Небо над горизонтом становилось жёлто-оранжевым. Из-за кромки земли появился большой, похожий на сердце, ком облака. Мягкую воздушную глыбу, словно стрела амура, не торопясь и не сомневаясь в успехе, собиралась пронзить серебристая заноза крохотного реактивного самолета.

Пронзила. Через некоторое время вынырнула с другой стороны и, протянув сквозь сердце древко белёсого шлейфа, постепенно превращающегося в широкую ленту, устремилась прочь поискать новых жертв неистовой любви к небу.

“Хорошо, – думал, – красиво”. Мысль растянулась на многие парсеки и тысячелетия, ей ничто не мешало, ничего другого в голову не приходило.

Потом стало казаться, что ехать вот так можно долго, и в конце пути ждёт счастливая сказочная страна, где остаются навсегда (здесь возможна улыбка умиления и почти сразу – саркастическая ухмылка).

Неожиданно что-то нарушилось в привычной и, как казалось, нескончаемой гармонии окружающего. Увидел слева от дороги большую старую липу. На толстой ветке сидел мужчина. Один. “Сумасшедший”. Мужчина был прилично одет и кого-то смутно напоминал. Кого?.. Очень уж быстро он остался позади вместе с липой...

Нарушение гармонии не ограничивается одним событием, одной перипетией, это многоступенчатый процесс. Владея основами драматургии, нельзя этого не знать. Это арифметика. Он владел, – без этого в его работе было бы трудновато, – поэтому и не удивился, когда, бросив взгляд в зеркало заднего вида, заметил мошку настигающего автомобиля.

Мошка росла, постепенно превращаясь в муху, осу, шмеля, колибри, воробья, дрозда, ворону и, наконец, в кондора или орла.
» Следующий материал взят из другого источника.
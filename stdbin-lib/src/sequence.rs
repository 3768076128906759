//! Message counter continuity.
use tracing::warn;

/// Result of observing a counter.
#[derive(Debug, Default, Clone, Copy, PartialEq, Eq)]
pub struct Continuity {
    /// Number of counters skipped since the previous observation.
    pub dropped: u32,
    /// The counter did not advance past the previous one.
    pub regressed: bool,
}

/// Tracks the telegram counter across consecutive messages from one source.
///
/// The counter is expected to increase by exactly one per telegram. The drop count uses
/// wrapping arithmetic, so a counter that rolls over from `u32::MAX` to 0 counts as
/// continuous, while a counter that repeats or goes backwards shows up as a very large
/// drop count with [Continuity::regressed] set.
#[derive(Debug, Default, Clone)]
pub struct SequenceTracker {
    previous: Option<u32>,
}

impl SequenceTracker {
    #[must_use]
    pub fn new() -> Self {
        Self::default()
    }

    /// The last counter observed, if any.
    #[must_use]
    pub fn previous(&self) -> Option<u32> {
        self.previous
    }

    /// Record `counter` and return its continuity relative to the previous counter.
    pub fn observe(&mut self, counter: u32) -> Continuity {
        let Some(prev) = self.previous.replace(counter) else {
            return Continuity::default();
        };

        // Serial number arithmetic: a forward step of more than half the counter space is
        // treated as the counter going backwards.
        let delta = counter.wrapping_sub(prev);
        let continuity = Continuity {
            dropped: delta.wrapping_sub(1),
            regressed: delta == 0 || delta > u32::MAX / 2,
        };
        if continuity.regressed {
            warn!(prev, counter, "counter regressed");
        } else if continuity.dropped > 0 {
            warn!(prev, counter, dropped = continuity.dropped, "dropped messages");
        }
        continuity
    }

    /// Forget the previous counter; the next observation is treated as the first.
    pub fn reset(&mut self) {
        self.previous = None;
    }
}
Пройдя и эту фазу, и фазу собаки и отвратительно страшной гиены, она стала омерзительным существом неопределенного вида, но, впрочем, новым и гладким. Тёмная поверхность автомобиля багрово бликовала в косых лучах уставшего солнца, а голос сдержанно рычал о немалой нагрузке на двигатель. “Немудрено! Я-то с какой скоростью иду”.

Легонько тронув руль, ушёл с середины дороги вправо, но скорости сбавлять не стал – не хотелось.

Стекла монстра были тёмными, кто там внутри, – разглядеть было невозможно.

Когда обгоняющий поравнялся, а впереди открылся неожиданный поворот трассы, стало ясно, что аварии не избежать. Мысль закрутилась со скоростью мысли. Но это осталось бы невостребованным, если бы обгоняющий монстр не прибавил скорости, в последнее мгновенье выскочив из-под левого крыла и безобразно взревев, не умчался бы в затухающую даль.

– Будь ты проклят, ублюдок! – звучало истерично и испуганно.